The Wolves of the North

Prologue

(Panticapaeum, The Kingdom of the Bosporus, Spring AD263)

This god Death takes many shapes and puts at our disposal an infinite number of roads that lead to him.

— Lucian, Toxaris, or Friendship 38.

The killer stood in the empty courtyard, sniffing the air, listening. The smell of charcoal, the distant sounds of metalworking; there was nothing untoward. The house, like all in the row, was long abandoned. Yet it had been worth checking; derelict buildings attracted drunks, vagrants, and — a grimace crossed the killer’s face — lovers with no place else to go.

The sun was shifting down towards the great West Gate, towards the double walls and ditch which repeatedly had failed to protect the city of Panticapaeum. In the opposite direction was the acropolis. There the thin spring sunshine caught the Pharos that no one dared light for fear of the ships it might draw, and the temple of Apollo Iatros, the home the archer-god had proved unwilling to defend. In front of these symbols of a threatened Hellenism spread the fire-blackened, much repaired palace of the King of the Bosporus.

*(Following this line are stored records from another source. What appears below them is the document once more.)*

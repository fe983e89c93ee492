//! Action reports: the audit record of a refactoring operation.
//!
//! A report carries pre- and post-images of every schema and row change,
//! which makes reversal a generic replay of the deltas in reverse order
//! instead of per-operation inverse logic.

use crate::error::Error;
use crate::schema::{ClassDef, ClassId, PropertyId};
use crate::store::{current_timestamp, ObjectId};
use flexibase_proto::Value;
use serde::{Deserialize, Serialize};

/// An object skipped during a batch operation, with the reason.
#[derive(Debug, Clone, PartialEq, Serialize, Deserialize)]
pub struct SkippedObject {
    /// The skipped object.
    pub object: ObjectId,
    /// Why it was skipped.
    pub reason: String,
}

/// Pre/post-image of one class definition change.
///
/// `before: None` records a create, `after: None` a drop.
#[derive(Debug, Clone, PartialEq, Serialize, Deserialize)]
pub struct SchemaDelta {
    /// Affected class.
    pub class: ClassId,
    /// Definition before the operation.
    pub before: Option<ClassDef>,
    /// Definition after the operation.
    pub after: Option<ClassDef>,
}

/// Pre/post-image of one object's property values.
///
/// `before: None` records a create, `after: None` a delete. Images are
/// property snapshots independent of physical layout.
#[derive(Debug, Clone, PartialEq, Serialize, Deserialize)]
pub struct RowDelta {
    /// Affected object.
    pub object: ObjectId,
    /// Class the object belonged to before (or was created in).
    pub class: ClassId,
    /// Property values before the operation.
    pub before: Option<Vec<(PropertyId, Vec<Value>)>>,
    /// Property values after the operation.
    pub after: Option<Vec<(PropertyId, Vec<Value>)>>,
    /// Class the object belongs to after, when the operation moved it.
    pub class_after: Option<ClassId>,
    /// Whether the row is an embedded sub-object.
    pub embedded: bool,
}

impl RowDelta {
    /// Delta for a created row.
    pub fn created(
        object: ObjectId,
        class: ClassId,
        after: Vec<(PropertyId, Vec<Value>)>,
    ) -> Self {
        Self {
            object,
            class,
            before: None,
            after: Some(after),
            class_after: None,
            embedded: false,
        }
    }

    /// Delta for a deleted row.
    pub fn deleted(
        object: ObjectId,
        class: ClassId,
        before: Vec<(PropertyId, Vec<Value>)>,
    ) -> Self {
        Self {
            object,
            class,
            before: Some(before),
            after: None,
            class_after: None,
            embedded: false,
        }
    }

    /// Delta for an updated row.
    pub fn updated(
        object: ObjectId,
        class: ClassId,
        before: Vec<(PropertyId, Vec<Value>)>,
        after: Vec<(PropertyId, Vec<Value>)>,
    ) -> Self {
        Self {
            object,
            class,
            before: Some(before),
            after: Some(after),
            class_after: None,
            embedded: false,
        }
    }

    /// Mark the row as having changed class.
    pub fn moved_to(mut self, class: ClassId) -> Self {
        self.class_after = Some(class);
        self
    }

    /// Mark the row as an embedded sub-object.
    pub fn embedded(mut self) -> Self {
        self.embedded = true;
        self
    }
}

/// The audit record of one refactoring operation.
///
/// Created when the operation starts, finalized at commit, retained
/// until the next operation begins.
#[derive(Debug, Clone, PartialEq, Serialize, Deserialize)]
pub struct ActionReport {
    /// Operation name.
    pub operation: String,
    /// Start timestamp, microseconds since Unix epoch.
    pub started_at: u64,
    /// Finish timestamp, zero while in flight.
    pub finished_at: u64,
    /// Objects matched by the filter.
    pub matched: u64,
    /// Objects rewritten in place.
    pub updated: u64,
    /// Objects created.
    pub created: u64,
    /// Objects deleted.
    pub deleted: u64,
    /// Per-item skips (policy: recorded, not aborted).
    pub skipped: Vec<SkippedObject>,
    /// Schema changes with pre/post-images.
    pub schema_deltas: Vec<SchemaDelta>,
    /// Row changes with pre/post-images.
    pub row_deltas: Vec<RowDelta>,
    /// Whether the retained deltas suffice to reverse the operation.
    pub reversible: bool,
}

impl ActionReport {
    /// Start a report for a named operation.
    pub fn begin(operation: impl Into<String>) -> Self {
        Self {
            operation: operation.into(),
            started_at: current_timestamp(),
            finished_at: 0,
            matched: 0,
            updated: 0,
            created: 0,
            deleted: 0,
            skipped: Vec::new(),
            schema_deltas: Vec::new(),
            row_deltas: Vec::new(),
            reversible: true,
        }
    }

    /// Finalize the report at commit time.
    pub fn finish(mut self) -> Self {
        self.finished_at = current_timestamp();
        self
    }

    /// Record a per-item skip.
    pub fn skip(&mut self, object: ObjectId, reason: impl Into<String>) {
        self.skipped.push(SkippedObject {
            object,
            reason: reason.into(),
        });
    }

    /// Record a schema change.
    pub fn schema_delta(&mut self, class: ClassId, before: Option<ClassDef>, after: Option<ClassDef>) {
        self.schema_deltas.push(SchemaDelta { class, before, after });
    }

    /// Record a row change.
    pub fn row_delta(&mut self, delta: RowDelta) {
        match (&delta.before, &delta.after) {
            (None, Some(_)) => self.created += 1,
            (Some(_), None) => self.deleted += 1,
            (Some(_), Some(_)) => self.updated += 1,
            (None, None) => {}
        }
        self.row_deltas.push(delta);
    }

    /// Mark the operation as intrinsically lossy; `undo` will refuse it.
    pub fn irreversible(&mut self) {
        self.reversible = false;
    }

    /// Serialize the report to pretty JSON for logs and tooling.
    pub fn to_json(&self) -> Result<String, Error> {
        serde_json::to_string_pretty(self).map_err(|e| Error::Serialization(e.to_string()))
    }
}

Rhescuporis V, Lover of Caesar, Lover of Rome, styled himself Great King, King of Kings, and much else. The surrounding barbarian nomads knew him as the Beggar King. The killer felt nothing but pleasure in the evidence that evil men brought evil on their own heads.

It would be easy now just to walk away. But night would soon fall. If the necessary actions were not taken, the killer knew only too well what the dark could bring. The self-appointed Hound of the Gods, the Scourge of Evil, walked back into the house.

The corpse lay on its back, naked in the rectangle of light shaped by the door. The killer went to a leather bag, and drew out a piece of string, a scalpel, a knife with a serrated blade and a big cleaver like those used in the meat markets. Hard experience had taught these terrible things were necessary.

The killer laid out the instruments in a neat line by the corpse, and considered them. Better to do the delicate work first. The other way around, and muscle fatigue might cause a nasty slip. There was no point in delaying. The horrible things had to be done. Even in this run-down area of the town, delay might bring discovery.

Taking up the scalpel and kneeling over the body, the killer made an incision the length of the left eyelid. The honed steel cut easily; blood and fluid seeped. The killer pushed the thumb of the hand not holding the blade into the wound, worked it around and down, and drew out the eyeball. It came free with a sucking sound. When the orb was well out of its socket, a neat stroke of the scalpel severed the optic nerve. Although there was a reasonable length of the bloody cord, it proved difficult to tie the string around the slippery, repulsive object.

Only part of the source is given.